REQUIRED ACTION:
Extract all of the entries and set them down verbatim.

====================

//! Client-credentials token exchange.

use std::fmt;

use cobrador_core::BankingConfig;
use reqwest::Client;
use secrecy::{ExposeSecret, SecretString};
use serde::Deserialize;
use tracing::debug;

use crate::error::{BankingError, BankingResult};

#[derive(Deserialize)]
struct TokenResponse {
    access_token: String,
    #[serde(default)]
    expires_in: Option<u64>,
    #[serde(default)]
    scope: Option<String>,
}

/// Pass-scoped bank session: the mutual-TLS client and its access token.
///
/// The token is never refreshed. A new pass authenticates again.
#[derive(Clone)]
pub struct BankingSession {
    pub(crate) http_client: Client,
    pub(crate) access_token: SecretString,
    /// Token lifetime announced by the bank, in seconds.
    pub expires_in: Option<u64>,
}

impl fmt::Debug for BankingSession {
    fn fmt(&self, f: &mut fmt::Formatter<'_>) -> fmt::Result {
        f.debug_struct("BankingSession")
            .field("access_token", &"[REDACTED]")
            .field("expires_in", &self.expires_in)
            .finish_non_exhaustive()
    }
}

impl BankingSession {
    pub(crate) fn bearer(&self) -> &str {
        self.access_token.expose_secret()
    }
}

/// Requests an access token with the configured client credentials.
pub(crate) async fn request_token(
    http_client: Client,
    config: &BankingConfig,
) -> BankingResult<BankingSession> {
    let client_id = config
        .client_id
        .as_deref()
        .ok_or_else(|| BankingError::Auth("BANK_CLIENT_ID is not set".into()))?;
    let client_secret = config
        .client_secret
        .as_ref()
        .ok_or_else(|| BankingError::Auth("BANK_CLIENT_SECRET is not set".into()))?;

    let token_endpoint = format!("{}/oauth/v2/token", config.api_url);
    debug!("Fetching bank access token from {}", token_endpoint);

    let form = [
        ("client_id", client_id),
        ("client_secret", client_secret.expose_secret().as_str()),
        ("grant_type", "client_credentials"),
        ("scope", config.scopes.as_str()),
    ];
    let response = http_client
        .post(&token_endpoint)
        .form(&form)
        .send()
        .await
        .map_err(|e| BankingError::Auth(format!("Token request failed: {e}")))?;

    if !response.status().is_success() {
        let status = response.status();
        let body = response
            .text()
            .await
            .unwrap_or_else(|_| "<no body>".to_string());
        return Err(BankingError::Auth(format!(
            "Token endpoint returned {status}: {body}"
        )));
    }

    let token: TokenResponse = response
        .json()
        .await
        .map_err(|e| BankingError::Auth(format!("Failed to parse token response: {e}")))?;

    debug!(
        expires_in = ?token.expires_in,
        scope = token.scope.as_deref().unwrap_or_default(),
        "Bank access token issued"
    );

    Ok(BankingSession {
        http_client,
        access_token: SecretString::new(token.access_token),
        expires_in: token.expires_in,
    })
}
//! Persisted reconciliation state for cobrador.
//!
//! Two tables back the pipeline's idempotence: `documents` (tax documents
//! already seen) and `payment_events` (charges already paid). Rows are
//! inserted at most once and never deleted here.

pub mod error;
pub mod memory;
pub mod models;
pub mod pg;
pub mod store;

pub use error::{StoreError, StoreResult};
pub use memory::MemoryStore;
pub use models::{NewDocument, NewPaymentEvent, PaymentEvent, PersistedDocument};
pub use pg::PgStore;
pub use store::{DocumentStore, PaymentLedger};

====================

ANSWER AREA:
//! Client-credentials token exchange.

use std::fmt;

use cobrador_core::BankingConfig;
use reqwest::Client;
use secrecy::{ExposeSecret, SecretString};
use serde::Deserialize;
use tracing::debug;

use crate::error::{BankingError, BankingResult};

#[derive(Deserialize)]
struct TokenResponse {
    access_token: String,
    #[serde(default)]
    expires_in: Option<u64>,
    #[serde(default)]
    scope: Option<String>,
}

/// Pass-scoped bank session: the mutual-TLS client and its access token.
///
/// The token is never refreshed. A new pass authenticates again.
#[derive(Clone)]
pub struct BankingSession {
    pub(crate) http_client: Client,
    pub(crate) access_token: SecretString,
    /// Token lifetime announced by the bank, in seconds.
    pub expires_in: Option<u64>,
}

impl fmt::Debug for BankingSession {
    fn fmt(&self, f: &mut fmt::Formatter<'_>) -> fmt::Result {
        f.debug_struct("BankingSession")
            .field("access_token", &"[REDACTED]")
            .field("expires_in", &self.expires_in)
            .finish_non_exhaustive()
    }
}

impl BankingSession {
    pub(crate) fn bearer(&self) -> &str {
        self.access_token.expose_secret()
    }
}

/// Requests an access token with the configured client credentials.
pub(crate) async fn request_token(
    http_client: Client,
    config: &BankingConfig,
) -> BankingResult<BankingSession> {
    let client_id = config
        .client_id
        .as_deref()
        .ok_or_else(|| BankingError::Auth("BANK_CLIENT_ID is not set".into()))?;
    let client_secret = config
        .client_secret
        .as_ref()
        .ok_or_else(|| BankingError::Auth("BANK_CLIENT_SECRET is not set".into()))?;

    let token_endpoint = format!("{}/oauth/v2/token", config.api_url);
    debug!("Fetching bank access token from {}", token_endpoint);

    let form = [
        ("client_id", client_id),
        ("client_secret", client_secret.expose_secret().as_str()),
        ("grant_type", "client_credentials"),
        ("scope", config.scopes.as_str()),
    ];
    let response = http_client
        .post(&token_endpoint)
        .form(&form)
        .send()
        .await
        .map_err(|e| BankingError::Auth(format!("Token request failed: {e}")))?;

    if !response.status().is_success() {
        let status = response.status();
        let body = response
            .text()
            .await
            .unwrap_or_else(|_| "<no body>".to_string());
        return Err(BankingError::Auth(format!(
            "Token endpoint returned {status}: {body}"
        )));
    }

    let token: TokenResponse = response
        .json()
        .await
        .map_err(|e| BankingError::Auth(format!("Failed to parse token response: {e}")))?;

    debug!(
        expires_in = ?token.expires_in,
        scope = token.scope.as_deref().unwrap_or_default(),
        "Bank access token issued"
    );

    Ok(BankingSession {
        http_client,
        access_token: SecretString::new(token.access_token),
        expires_in: token.expires_in,
    })
}
//! Persisted reconciliation state for cobrador.
//!
//! Two tables back the pipeline's idempotence: `documents` (tax documents
//! already seen) and `payment_events` (charges already paid). Rows are
//! inserted at most once and never deleted here.

pub mod error;
pub mod memory;
pub mod models;
pub mod pg;
pub mod store;

pub use error::{StoreError, StoreResult};
pub use memory::MemoryStore;
pub use models::{NewDocument, NewPaymentEvent, PaymentEvent, PersistedDocument};
pub use pg::PgStore;
pub use store::{DocumentStore, PaymentLedger};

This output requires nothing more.